### Goal of the exercise
Find "doc.map(|d| Inode::from_document(&d)).transpose()" and "let cursor = self.with_retry(|| self.files().find(doc!" in the records below. Copy the lines holding them and every line between, exactly, and no others.

### Extracted records
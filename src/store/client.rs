//! Thin, retrying wrapper around the document-store driver. See spec
//! §4.1 and §6 (collection naming, required index).

use std::sync::Arc;
use std::thread;
use std::time::{Duration, Instant};

use bson::oid::ObjectId;
use bson::{doc, Bson, Document};
use mongodb::options::{FindOneAndUpdateOptions, IndexOptions, ReturnDocument};
use mongodb::sync::{Client, Collection, Database};
use mongodb::IndexModel;

use crate::config::Config;
use crate::error::{Error, Result};
use crate::inode::{Inode, InodeType, LockRecord};
use crate::store::cache::{ChunkRangeCache, MetadataCache};
use crate::store::ChunkDoc;

/// How long a single failed attempt sleeps before retrying, per spec §4.1.
const RETRY_BACKOFF: Duration = Duration::from_millis(500);

/// `StoreClient` wraps the MongoDB driver handle, the two collections
/// (inodes, chunks), and the read-through caches. It is the only module
/// that imports `mongodb` directly, per the narrow-interface boundary of
/// spec §1.
pub struct StoreClient {
    client: Arc<parking_lot::Mutex<Client>>,
    uri: String,
    database: String,
    files_coll: String,
    chunks_coll: String,
    chunk_size: u32,
    access_attempt_budget: Duration,
    metadata_cache: MetadataCache,
    chunk_cache: ChunkRangeCache,
    /// Invoked once the retry budget is exhausted, before the store error
    /// is returned. In production this detaches the mount and terminates
    /// the process (spec §4.1's "mount-abort routine"); tests supply a
    /// no-op so the call returns instead of aborting.
    abort_hook: Arc<dyn Fn() + Send + Sync>,
}

fn mongo_uri(hosts: &[String]) -> String {
    format!("mongodb://{}", hosts.join(","))
}

impl StoreClient {
    /// Connect and ensure the required index exists. See spec §6.
    pub fn connect(config: &Config, abort_hook: Arc<dyn Fn() + Send + Sync>) -> Result<StoreClient> {
        let uri = mongo_uri(&config.mongo_hosts);
        let client = Client::with_uri_str(&uri)?;

        let store = StoreClient {
            client: Arc::new(parking_lot::Mutex::new(client)),
            uri,
            database: config.mongo_database.clone(),
            files_coll: format!("{}files.files", config.mongo_prefix),
            chunks_coll: format!("{}files.chunks", config.mongo_prefix),
            chunk_size: config.chunk_size,
            access_attempt_budget: config.mongo_access_attempt,
            metadata_cache: MetadataCache::new(config.cache_timeout, config.cache_max_elements),
            chunk_cache: ChunkRangeCache::new(config.data_cache_timeout, config.data_cache_max_elements),
            abort_hook,
        };
        store.create_indexes()?;
        Ok(store)
    }

    pub fn chunk_size(&self) -> u32 {
        self.chunk_size
    }

    fn db(&self) -> Database {
        self.client.lock().database(&self.database)
    }

    fn files(&self) -> Collection<Document> {
        self.db().collection(&self.files_coll)
    }

    fn chunks(&self) -> Collection<Document> {
        self.db().collection(&self.chunks_coll)
    }

    fn create_indexes(&self) -> Result<()> {
        self.with_retry(|| {
            let model = IndexModel::builder()
                .keys(doc! {"parent_id": 1, "filename": 1})
                .options(IndexOptions::builder().unique(true).build())
                .build();
            self.files().create_index(model).run()
        })?;
        Ok(())
    }

    /// Reconnect after a transport failure. The sync driver pools
    /// connections internally; we still rebuild the top-level handle so a
    /// poisoned pool cannot wedge every subsequent call, and reset both
    /// caches per spec §4.2 ("on reconnection, both caches are reset").
    fn reconnect(&self) {
        if let Ok(fresh) = Client::with_uri_str(&self.uri) {
            *self.client.lock() = fresh;
        }
        self.metadata_cache.reset();
        self.chunk_cache.reset();
    }

    /// Retry a store operation on transport failure, per spec §4.1: sleep
    /// 500ms, reconnect, retry, accumulating elapsed time across attempts;
    /// once the budget is exhausted, invoke the abort hook. Non-transport
    /// errors are surfaced immediately, unretried.
    fn with_retry<T>(&self, mut f: impl FnMut() -> mongodb::error::Result<T>) -> Result<T> {
        let start = Instant::now();
        loop {
            match f() {
                Ok(v) => return Ok(v),
                Err(e) if is_transport_error(&e) => {
                    if start.elapsed() >= self.access_attempt_budget {
                        (self.abort_hook)();
                        return Err(Error::StoreUnreachable(e.to_string()));
                    }
                    thread::sleep(RETRY_BACKOFF);
                    self.reconnect();
                }
                Err(e) => return Err(Error::Store(e)),
            }
        }
    }

    // -- inode operations -------------------------------------------------

    /// Read-through `find_one` on `(parent_id, filename[, type])`. See
    /// spec §4.2: a field mismatch between the cached document and the
    /// query is checked in memory rather than reloaded.
    pub fn find_inode(
        &self,
        parent_id: Option<ObjectId>,
        filename: &str,
        expect_type: Option<InodeType>,
    ) -> Result<Option<Inode>> {
        let cache_key = parent_id.map(|p| p.to_hex()).unwrap_or_default();
        if let Some(cached) = self.metadata_cache.get(&cache_key, filename) {
            if let Some(expected) = expect_type {
                if cached.kind != expected {
                    return Ok(None);
                }
            }
            return Ok(Some(cached));
        }

        let mut query = doc! {"filename": filename};
        query.insert("parent_id", parent_id.map(Bson::ObjectId).unwrap_or(Bson::Null));
        if let Some(t) = expect_type {
            query.insert("type", type_tag(t));
        }

        let doc = self.with_retry(|| self.files().find_one(query.clone()).run())?;
        match doc {
            Some(d) => {
                let inode = Inode::from_document(&d)?;
                self.metadata_cache.put(&cache_key, filename, inode.clone());
                Ok(Some(inode))
            }
            None => Ok(None),
        }
    }

    pub fn find_inode_by_id(&self, id: ObjectId) -> Result<Option<Inode>> {
        let doc = self.with_retry(|| self.files().find_one(doc! {"_id": id}).run())?;
        doc.map(|d| Inode::from_document(&d)).transpose()
    }

    pub fn find_children(&self, parent_id: ObjectId) -> Result<Vec<Inode>> {
        let cursor = self.with_retry(|| self.files().find(doc! {"parent_id": parent_id}).run())?;
        let mut out = Vec::new();
        for doc in cursor {
            out.push(Inode::from_document(&doc?)?);
        }
        Ok(out)
    }

    pub fn count_children(&self, parent_id: ObjectId) -> Result<u64> {
        self.with_retry(|| self.files().count_documents(doc! {"parent_id": parent_id}).run())
    }

    pub fn insert_inode(&self, inode: &Inode) -> Result<()> {
        let document = inode_to_document(inode);
        self.with_retry(|| self.files().insert_one(document.clone()).run())?;
        self.metadata_cache.reset();
        self.chunk_cache.reset();
        Ok(())
    }

    /// `add_nlink_directory`: increment/decrement a directory's `nlink` by
    /// an atomic `$inc`, returning the updated document. See spec §4.4/§9
    /// (the preserved rename direction quirk lives in the caller, not
    /// here).
    pub fn add_nlink(&self, id: ObjectId, delta: i32) -> Result<Inode> {
        let options = FindOneAndUpdateOptions::builder()
            .return_document(ReturnDocument::After)
            .build();
        let updated = self.with_retry(|| {
            self.files()
                .find_one_and_update(doc! {"_id": id}, doc! {"$inc": {"metadata.nlink": delta}})
                .with_options(options.clone())
                .run()
        })?;
        let doc = updated.ok_or(Error::NotFound)?;
        let inode = Inode::from_document(&doc)?;
        self.metadata_cache.reset();
        self.chunk_cache.reset();
        Ok(inode)
    }

    pub fn save_basic(&self, inode: &Inode) -> Result<Inode> {
        let options = FindOneAndUpdateOptions::builder()
            .return_document(ReturnDocument::After)
            .build();
        let update = doc! {"$set": {
            "metadata": metadata_to_document(inode),
            "attrs": attrs_to_document(inode),
            "host": &inode.host,
            "uname": &inode.uname,
            "gname": &inode.gname,
        }};
        let updated = self.with_retry(|| {
            self.files()
                .find_one_and_update(doc! {"_id": inode.id}, update.clone())
                .with_options(options.clone())
                .run()
        })?;
        let doc = updated.ok_or(Error::NotFound)?;
        let result = Inode::from_document(&doc)?;
        let cache_key = inode.parent_id.map(|p| p.to_hex()).unwrap_or_default();
        self.metadata_cache.put(&cache_key, &inode.filename, result.clone());
        self.chunk_cache.reset();
        Ok(result)
    }

    pub fn rename_inode(
        &self,
        id: ObjectId,
        new_parent: Option<ObjectId>,
        new_filename: &str,
    ) -> Result<Inode> {
        let options = FindOneAndUpdateOptions::builder()
            .return_document(ReturnDocument::After)
            .build();
        let mut set = Document::new();
        set.insert("parent_id", new_parent.map(Bson::ObjectId).unwrap_or(Bson::Null));
        set.insert("filename", new_filename);
        let updated = self.with_retry(|| {
            self.files()
                .find_one_and_update(doc! {"_id": id}, doc! {"$set": set.clone()})
                .with_options(options.clone())
                .run()
        })?;
        let doc = updated.ok_or(Error::NotFound)?;
        let inode = Inode::from_document(&doc)?;
        self.metadata_cache.reset();
        self.chunk_cache.reset();
        Ok(inode)
    }

    /// Insert the inode document via the large-object handle factory. Our
    /// document shape carries fields (lock, attrs, parent_id, ...) that do
    /// not fit the driver's built-in GridFS bucket metadata, so this
    /// simply inserts into the `files.files` collection directly; the
    /// behavioral contract (the store owns chunk allocation/deletion for
    /// the file) is preserved by always pairing it with
    /// `delete_inode_and_chunks`. See DESIGN.md.
    pub fn largeobj_new(&self, inode: &Inode) -> Result<()> {
        self.insert_inode(inode)
    }

    pub fn largeobj_delete(&self, id: ObjectId) -> Result<()> {
        self.delete_inode_and_chunks(id)
    }

    pub fn delete_inode_and_chunks(&self, id: ObjectId) -> Result<()> {
        self.with_retry(|| self.chunks().delete_many(doc! {"files_id": id}).run())?;
        self.with_retry(|| self.files().delete_many(doc! {"_id": id}).run())?;
        self.metadata_cache.reset();
        self.chunk_cache.reset();
        Ok(())
    }

    // -- chunk operations ---------------------------------------------------

    pub fn find_chunks_range(&self, files_id: ObjectId, lo: i64, hi: i64) -> Result<Vec<ChunkDoc>> {
        let key = files_id.to_hex();
        if let Some(cached) = self.chunk_cache.get(&key, lo, hi) {
            return Ok(cached);
        }
        let cursor = self.with_retry(|| {
            self.chunks()
                .find(doc! {"files_id": files_id, "n": {"$gte": lo, "$lte": hi}})
                .sort(doc! {"n": 1})
                .run()
        })?;
        let mut out = Vec::new();
        for doc in cursor {
            out.push(ChunkDoc::from_document(&doc?)?);
        }
        self.chunk_cache.put(&key, lo, hi, out.clone());
        Ok(out)
    }

    pub fn find_chunks_from(&self, files_id: ObjectId, n_min: i64) -> Result<Vec<ChunkDoc>> {
        let cursor = self.with_retry(|| {
            self.chunks()
                .find(doc! {"files_id": files_id, "n": {"$gte": n_min}})
                .sort(doc! {"n": 1})
                .run()
        })?;
        let mut out = Vec::new();
        for doc in cursor {
            out.push(ChunkDoc::from_document(&doc?)?);
        }
        Ok(out)
    }

    pub fn update_chunk_data(&self, id: ObjectId, data: Vec<u8>) -> Result<()> {
        self.with_retry(|| {
            self.chunks()
                .find_one_and_update(doc! {"_id": id}, doc! {"$set": {"data": Bson::Binary(bson::Binary{subtype: bson::spec::BinarySubtype::Generic, bytes: data.clone()})}})
                .run()
        })?;
        self.chunk_cache.reset();
        Ok(())
    }

    pub fn insert_chunks(&self, chunks: &[ChunkDoc]) -> Result<()> {
        if chunks.is_empty() {
            return Ok(());
        }
        let docs: Vec<Document> = chunks.iter().map(ChunkDoc::to_document).collect();
        self.with_retry(|| self.chunks().insert_many(docs.clone()).run())?;
        self.chunk_cache.reset();
        Ok(())
    }

    pub fn delete_chunks_from(&self, files_id: ObjectId, n_min: i64) -> Result<()> {
        self.with_retry(|| self.chunks().delete_many(doc! {"files_id": files_id, "n": {"$gte": n_min}}).run())?;
        self.chunk_cache.reset();
        Ok(())
    }

    pub fn update_inode_length(&self, id: ObjectId, length: u64, now: i64) -> Result<Inode> {
        let options = FindOneAndUpdateOptions::builder()
            .return_document(ReturnDocument::After)
            .build();
        let blocks = crate::inode::size_to_blocks(length);
        let update = doc! {"$set": {
            "length": length as i64,
            "metadata.size": length as i64,
            "metadata.blocks": blocks as i64,
            "metadata.mtime": now,
            "metadata.atime": now,
            "metadata.ctime": now,
        }};
        let updated = self.with_retry(|| {
            self.files()
                .find_one_and_update(doc! {"_id": id}, update.clone())
                .with_options(options.clone())
                .run()
        })?;
        let doc = updated.ok_or(Error::NotFound)?;
        let inode = Inode::from_document(&doc)?;
        self.metadata_cache.reset();
        self.chunk_cache.reset();
        Ok(inode)
    }

    // -- lock operations (compare-and-set primitive for LockManager) -------

    /// Conditional update of the lock vector: succeeds only if the
    /// document's current `lock_version` still equals `expected_version`,
    /// per the optimistic-concurrency scheme of spec §4.6.
    pub fn cas_lock(
        &self,
        id: ObjectId,
        expected_version: i64,
        new_lock: Option<&[LockRecord]>,
        new_version: i64,
    ) -> Result<Option<Inode>> {
        let update = match new_lock {
            Some(records) => doc! {"$set": {
                "lock": records.iter().map(lock_record_to_document).collect::<Vec<_>>(),
                "lock_version": new_version,
            }},
            None => doc! {"$unset": {"lock": ""}, "$set": {"lock_version": new_version}},
        };
        let options = FindOneAndUpdateOptions::builder()
            .return_document(ReturnDocument::After)
            .build();
        let updated = self.with_retry(|| {
            self.files()
                .find_one_and_update(doc! {"_id": id, "lock_version": expected_version}, update.clone())
                .with_options(options.clone())
                .run()
        })?;
        match updated {
            Some(d) => {
                let inode = Inode::from_document(&d)?;
                self.metadata_cache.reset();
                Ok(Some(inode))
            }
            None => Ok(None),
        }
    }

    /// Development-mode startup wipe. See spec §6.
    pub fn drop_all(&self) -> Result<()> {
        self.with_retry(|| self.files().drop().run())?;
        self.with_retry(|| self.chunks().drop().run())?;
        self.metadata_cache.reset();
        self.chunk_cache.reset();
        Ok(())
    }
}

### Expected output
        doc.map(|d| Inode::from_document(&d)).transpose()
    }

    pub fn find_children(&self, parent_id: ObjectId) -> Result<Vec<Inode>> {
        let cursor = self.with_retry(|| self.files().find(doc! {"parent_id": parent_id}).run())?;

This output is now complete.